Как такое могло случиться? Оглядываясь назад в своих воспоминаниях, писатель ссылается на чудо. Его вели по жизни «счастливая звезда», «волшебная фея», руководимые волей всемогущего Господа, который, по выражению писателя, «все устраивает к лучшему». Вот почему две последние автобиографии писатель назвал сказками: «Моя жизнь как сказка без вымысла» (1847) и просто «Сказка моей жизни» (1855). Естественно, свою судьбу Андерсен описывает как счастливую и удавшуюся. У традиционного сказочного героя иной она быть не может.
И совсем иной образ человека, вечно сомневающегося и неуверенного в себе, часто погруженного в самое черное отчаяние, рисуют перед нами его дневники и письма, которые он бережно сохранял. Восстанавливая образ писателя как живого человека, игнорировать их нельзя, да и не должно. Но только сообразуясь с глубоко верными словами А. С. Пушкина в его письме от второй половины ноября 1825 года П. А. Вяземскому:
«Толпа жадно читает исповеди, записки etc., потому что в подлости своей радуется унижению высокого, слабостям могущего. При открытии всякой мерзости она в восхищении. Он мал, как мы, он мерзок, как мы! Врете, подлецы: он и мал и мерзок — не так, как вы, — иначе»[13].
Странностей да и мнительности, из-за которых он зачастую попадал впросак, Андерсену было не занимать. Но судить о художнике следует в первую очередь по его произведениям.

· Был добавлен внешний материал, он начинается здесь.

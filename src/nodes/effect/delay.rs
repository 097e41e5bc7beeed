//! Delay line effect

use crate::node::{ProcessContext, SignalProcessor};
use crate::pin::{Input, Output, Parameter};

/// Delays every channel of input 0 by a number of seconds.
///
/// Input 1 drives the delay time when connected. The time is clamped to the
/// maximum given at construction. Each channel gets its own ring buffer, sized
/// for the maximum delay the first time the channel shows up.
///
/// Feeding the output back into input 0 (through a [`Gain`](super::Gain) for
/// decay) gives a feedback echo; the cycle adds one frame to the loop time.
pub struct Delay {
    max_delay: f32,
    delay_time: Parameter,
    lines: Vec<Vec<f32>>,
    length: usize,
    write: usize,
}

impl Delay {
    /// A delay of `delay_time` seconds that can be modulated up to `max_delay`.
    pub fn new(max_delay: f32, delay_time: f32) -> Self {
        Self {
            max_delay: max_delay.max(0.0),
            delay_time: Parameter::linked(1, delay_time),
            lines: Vec::new(),
            length: 0,
            write: 0,
        }
    }

    #[inline]
    pub fn delay_time(&self) -> f32 {
        self.delay_time.static_value()
    }

    pub fn set_delay_time(&mut self, seconds: f32) {
        self.delay_time.set_value(seconds);
    }
}

impl SignalProcessor for Delay {
    fn generate(&mut self, ctx: &ProcessContext, inputs: &[Input], outputs: &mut [Output]) {
        let sample_rate = ctx.sample_rate as f32;
        let length = (self.max_delay * sample_rate).ceil() as usize + 1;
        if length != self.length {
            self.length = length;
            self.lines.clear();
            self.write = 0;
        }

        let output = outputs[0].samples_mut();
        while self.lines.len() < output.len() {
            self.lines.push(vec![0.0; length]);
        }

        let delay = (self.delay_time.value(inputs) * sample_rate)
            .round()
            .clamp(0.0, (length - 1) as f32) as usize;
        let read = (self.write + length - delay) % length;

        let input = &inputs[0];
        for (channel, (sample, line)) in output.iter_mut().zip(self.lines.iter_mut()).enumerate() {
            line[self.write] = input.channel(channel);
            *sample = line[read];
        }
        self.write = (self.write + 1) % length;
    }

    #[inline]
    fn num_inputs(&self) -> usize {
        2
    }

    #[inline]
    fn linked_input(&self, _output: usize) -> Option<usize> {
        Some(0)
    }
}
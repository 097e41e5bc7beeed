//! A pattern slot whose contents can be swapped while it is playing.

use std::sync::Arc;

use parking_lot::Mutex;

use super::Pattern;

type Slot<T> = Arc<Mutex<Option<Box<dyn Pattern<T>>>>>;

/// Plays whatever pattern currently sits in its slot.
///
/// Hand the `Proxy` to the scheduler and keep the [`ProxyHandle`] to replace
/// the pattern later; the next draw picks up the new one. An empty slot is
/// exhausted.
///
/// ```
/// use schall::pattern::{Pattern, Proxy, Sequence};
///
/// let (mut proxy, handle) = Proxy::new(Sequence::from_values([1.0], 1));
/// assert_eq!(proxy.next(), Some(1.0));
///
/// handle.set(Sequence::from_values([2.0], 1));
/// assert_eq!(proxy.next(), Some(2.0));
/// ```
pub struct Proxy<T> {
    slot: Slot<T>,
}

/// Write side of a [`Proxy`].
pub struct ProxyHandle<T> {
    slot: Slot<T>,
}

impl<T> Clone for ProxyHandle<T> {
    fn clone(&self) -> Self {
        Self {
            slot: Arc::clone(&self.slot),
        }
    }
}

impl<T: 'static> Proxy<T> {
    pub fn new(pattern: impl Pattern<T> + 'static) -> (Self, ProxyHandle<T>) {
        let proxy = Self::empty();
        proxy.handle().set(pattern);
        let handle = proxy.handle();
        (proxy, handle)
    }

    pub fn empty() -> Self {
        Self {
            slot: Arc::new(Mutex::new(None)),
        }
    }

    pub fn handle(&self) -> ProxyHandle<T> {
        ProxyHandle {
            slot: Arc::clone(&self.slot),
        }
    }
}

impl<T: 'static> ProxyHandle<T> {
    /// Replace the proxied pattern.
    pub fn set(&self, pattern: impl Pattern<T> + 'static) {
        *self.slot.lock() = Some(Box::new(pattern));
    }

    /// Empty the slot, which exhausts the proxy.
    pub fn clear(&self) {
        self.slot.lock().take();
    }
}

impl<T> Pattern<T> for Proxy<T> {
    fn next(&mut self) -> Option<T> {
        self.slot.lock().as_mut().and_then(|pattern| pattern.next())
    }

    fn reset(&mut self) {
        if let Some(pattern) = self.slot.lock().as_mut() {
            pattern.reset();
        }
    }
}

#[cfg(test)]
mod tests {
    use super::*;
    use crate::pattern::{Item, Sequence};

    #[test]
    fn cleared_proxy_is_exhausted() {
        let (mut proxy, handle) = Proxy::new(Sequence::looping(vec![Item::Value(4)]));
        assert_eq!(proxy.next(), Some(4));
        handle.clear();
        assert_eq!(proxy.next(), None);
    }

    #[test]
    fn proxy_nests_inside_a_sequence() {
        let (proxy, handle) = Proxy::new(Sequence::from_values([1], 1));
        let mut outer = Sequence::new(vec![Item::pattern(proxy)], 1);
        assert_eq!(outer.next(), Some(1));

        handle.set(Sequence::from_values([7, 8], 1));
        let rest: Vec<i32> = std::iter::from_fn(|| outer.next()).collect();
        assert_eq!(rest, vec![7, 8]);
    }
}
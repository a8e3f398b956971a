//! Offline inspection of persisted message history.

use std::path::PathBuf;

use aggprobe_client::{HistoryStore, Role};
use anyhow::Context;
use clap::Args;

#[derive(Args)]
pub struct HistoryArgs {
    #[command(subcommand)]
    pub command: HistoryCommands,
}

#[derive(clap::Subcommand)]
pub enum HistoryCommands {
    /// List a role's sent-message history
    List {
        /// Role whose history to list (agent, presenter, audience)
        #[arg(long)]
        role: String,
        /// History directory (defaults to ~/.aggprobe/history)
        #[arg(long)]
        state_dir: Option<PathBuf>,
    },
    /// Show one history entry as pretty JSON
    Show {
        /// Role whose history to read (agent, presenter, audience)
        #[arg(long)]
        role: String,
        /// 1-based entry number as printed by `list`
        #[arg(long)]
        index: usize,
        /// History directory (defaults to ~/.aggprobe/history)
        #[arg(long)]
        state_dir: Option<PathBuf>,
    },
}

pub fn run(args: HistoryArgs) -> anyhow::Result<()> {
    match args.command {
        HistoryCommands::List { role, state_dir } => {
            let role: Role = role.parse()?;
            let store = open_store(state_dir)?;
            let records = store.list(role);
            if records.is_empty() {
                println!("no message history for {role} yet");
                return Ok(());
            }
            for (index, record) in records.iter().enumerate() {
                println!(
                    "No.{} [requestType]: {} [data]: {}",
                    index + 1,
                    record.request_type,
                    record.data
                );
            }
            Ok(())
        }
        HistoryCommands::Show { role, index, state_dir } => {
            let role: Role = role.parse()?;
            let store = open_store(state_dir)?;
            match index.checked_sub(1).and_then(|index| store.get(role, index)) {
                Some(record) => println!("{}", serde_json::to_string_pretty(&record)?),
                None => println!("no history entry No.{index} for {role}"),
            }
            Ok(())
        }
    }
}

pub(crate) fn open_store(state_dir: Option<PathBuf>) -> anyhow::Result<HistoryStore> {
    let dir = match state_dir {
        Some(dir) => dir,
        None => HistoryStore::default_dir()
            .context("cannot locate a home directory; pass --state-dir")?,
    };
    Ok(HistoryStore::new(dir))
}

#[cfg(test)]
mod tests {
    use super::*;

    #[test]
    fn explicit_state_dir_wins_over_the_default() {
        let tmp = tempfile::tempdir().expect("tempdir");
        let store = open_store(Some(tmp.path().to_path_buf())).expect("store");
        assert_eq!(store.dir(), tmp.path());
    }
}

Андерсен очень хотел бы, чтобы его и его судьбу люди воспринимали по сказке «Гадкий утенок». «Утенок» изначально был рожден лебедем; точно так же в непритязательных европейских романах той эпохи под рубищем нищего и неловкого оборванца зачастую скрывался законный или незаконный сын короля или благородного дворянина. Нужно только, сопротивляясь внешним влияниям и преодолевая трудности, следовать своей природе, в результате чего вы и обретаете свое счастье. Увы, этот незамысловатый европейский миф лишь поверхностно приложим к Х. К. Андерсену. Потому что всем, чего Андерсен достиг, он обязан не столько счастливому стечению обстоятельств, «волшебной фее» или «путеводной звезде», сколько своей собственной воле, личному обаянию, гибкости и даже изворотливости, самовоспитанию, уму и чувству прекрасного. Лягушке удалось сбить из сметаны масло и выбраться из темного кувшина на волю. Андерсен стал одним из самых популярных в мировой литературе самобытных писателей, великим «самодельным» художником. В этой книге будет рассказано о том, как ему это удалось.